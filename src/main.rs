use std::path::PathBuf;
use std::time::Duration;

use clap::{Args, Parser, Subcommand};
use tracing::info;

use placewise::ai::openai::OpenAiClient;
use placewise::ai::retry::RetryPolicy;
use placewise::config;
use placewise::enrich::{EnrichConfig, Tier};
use placewise::estimate::estimate;
use placewise::pipeline::{self, PipelineRequest, Services};
use placewise::places::PlacesClient;
use placewise::places::paginate::collect_pages;
use placewise::places::types::{COUNT_FIELD_MASK, Rectangle, SearchQuery};
use placewise::translate::GoogleTranslate;

#[derive(Parser)]
#[command(name = "placewise", version)]
#[command(about = "Search places in an area, enrich them with AI insights and rank them by relevance")]
struct Cli {
    #[command(subcommand)]
    command: Command,
}

#[derive(Subcommand)]
enum Command {
    /// Run the full search, enrichment and ranking pipeline.
    Search(SearchArgs),
    /// Count matching places and forecast enrichment time and cost.
    Estimate(AreaArgs),
}

#[derive(Args)]
struct AreaArgs {
    /// Text query, e.g. "coffee shop".
    query: String,
    #[arg(long, allow_negative_numbers = true)]
    south: f64,
    #[arg(long, allow_negative_numbers = true)]
    west: f64,
    #[arg(long, allow_negative_numbers = true)]
    north: f64,
    #[arg(long, allow_negative_numbers = true)]
    east: f64,
}

impl AreaArgs {
    fn query(&self) -> SearchQuery {
        SearchQuery::new(
            self.query.clone(),
            Rectangle::from_corners((self.south, self.west), (self.north, self.east)),
        )
    }
}

#[derive(Args)]
struct SearchArgs {
    #[command(flatten)]
    area: AreaArgs,

    /// What the ideal place looks like; used for captions and ranking.
    #[arg(long, default_value = "")]
    prompt: String,

    /// Enrichment tier to run (repeatable).
    #[arg(long = "tier", value_enum)]
    tiers: Vec<Tier>,

    #[arg(long, default_value_t = 25)]
    max_in_flight: usize,

    /// Retries per AI call after the first attempt.
    #[arg(long, default_value_t = 8)]
    max_retries: u32,

    /// Overall time budget in seconds.
    #[arg(long)]
    timeout_secs: Option<u64>,

    /// Language names are translated into.
    #[arg(long, default_value = "en")]
    language: String,

    #[arg(long)]
    no_translate: bool,

    /// Write JSON here instead of stdout.
    #[arg(long, short)]
    output: Option<PathBuf>,
}

#[tokio::main]
async fn main() -> Result<(), Box<dyn std::error::Error>> {
    tracing_subscriber::fmt()
        .with_writer(std::io::stderr)
        .with_env_filter(
            tracing_subscriber::EnvFilter::from_default_env()
                .add_directive("placewise=info".parse()?),
        )
        .init();

    let cli = Cli::parse();
    let http = config::http_client()?;

    match cli.command {
        Command::Search(args) => search(http, args).await,
        Command::Estimate(area) => {
            let places = PlacesClient::from_env(http)?;
            let query = area.query().with_field_mask(COUNT_FIELD_MASK);
            let found = collect_pages(&places, &query).await?;
            info!(places = found.len(), "counted places");
            println!("{}", serde_json::to_string_pretty(&estimate(found.len()))?);
            Ok(())
        }
    }
}

async fn search(http: reqwest::Client, args: SearchArgs) -> Result<(), Box<dyn std::error::Error>> {
    let places = PlacesClient::from_env(http.clone())?;
    let ai = OpenAiClient::from_env(http.clone())?;
    let translator = GoogleTranslate::new(http);

    let request = PipelineRequest {
        query: args.area.query(),
        prompt: args.prompt,
        enrich: EnrichConfig {
            tiers: args.tiers.into_iter().collect(),
            max_in_flight: args.max_in_flight,
            retry: RetryPolicy {
                max_retries: args.max_retries,
                ..RetryPolicy::default()
            },
        },
        translate_to: (!args.no_translate).then_some(args.language),
        timeout: args.timeout_secs.map(Duration::from_secs),
    };

    let services = Services {
        search: &places,
        ai: &ai,
        images: &places,
        translator: &translator,
    };
    let records = pipeline::run(&services, &request).await?;

    let json = serde_json::to_string_pretty(&records)?;
    match args.output {
        Some(path) => {
            std::fs::write(&path, json)?;
            info!(path = %path.display(), records = records.len(), "results written");
        }
        None => println!("{json}"),
    }
    Ok(())
}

###

> **EXERCISE DIRECTIONS**: Your answer must be the line holding "let records = pipeline::run(&services, &request).await?;" plus every later line to the end of the records, copied exactly.

> **PROBLEM SOLUTION**:
    let records = pipeline::run(&services, &request).await?;

    let json = serde_json::to_string_pretty(&records)?;
    match args.output {
        Some(path) => {
            std::fs::write(&path, json)?;
            info!(path = %path.display(), records = records.len(), "results written");
        }
        None => println!("{json}"),
    }
    Ok(())
}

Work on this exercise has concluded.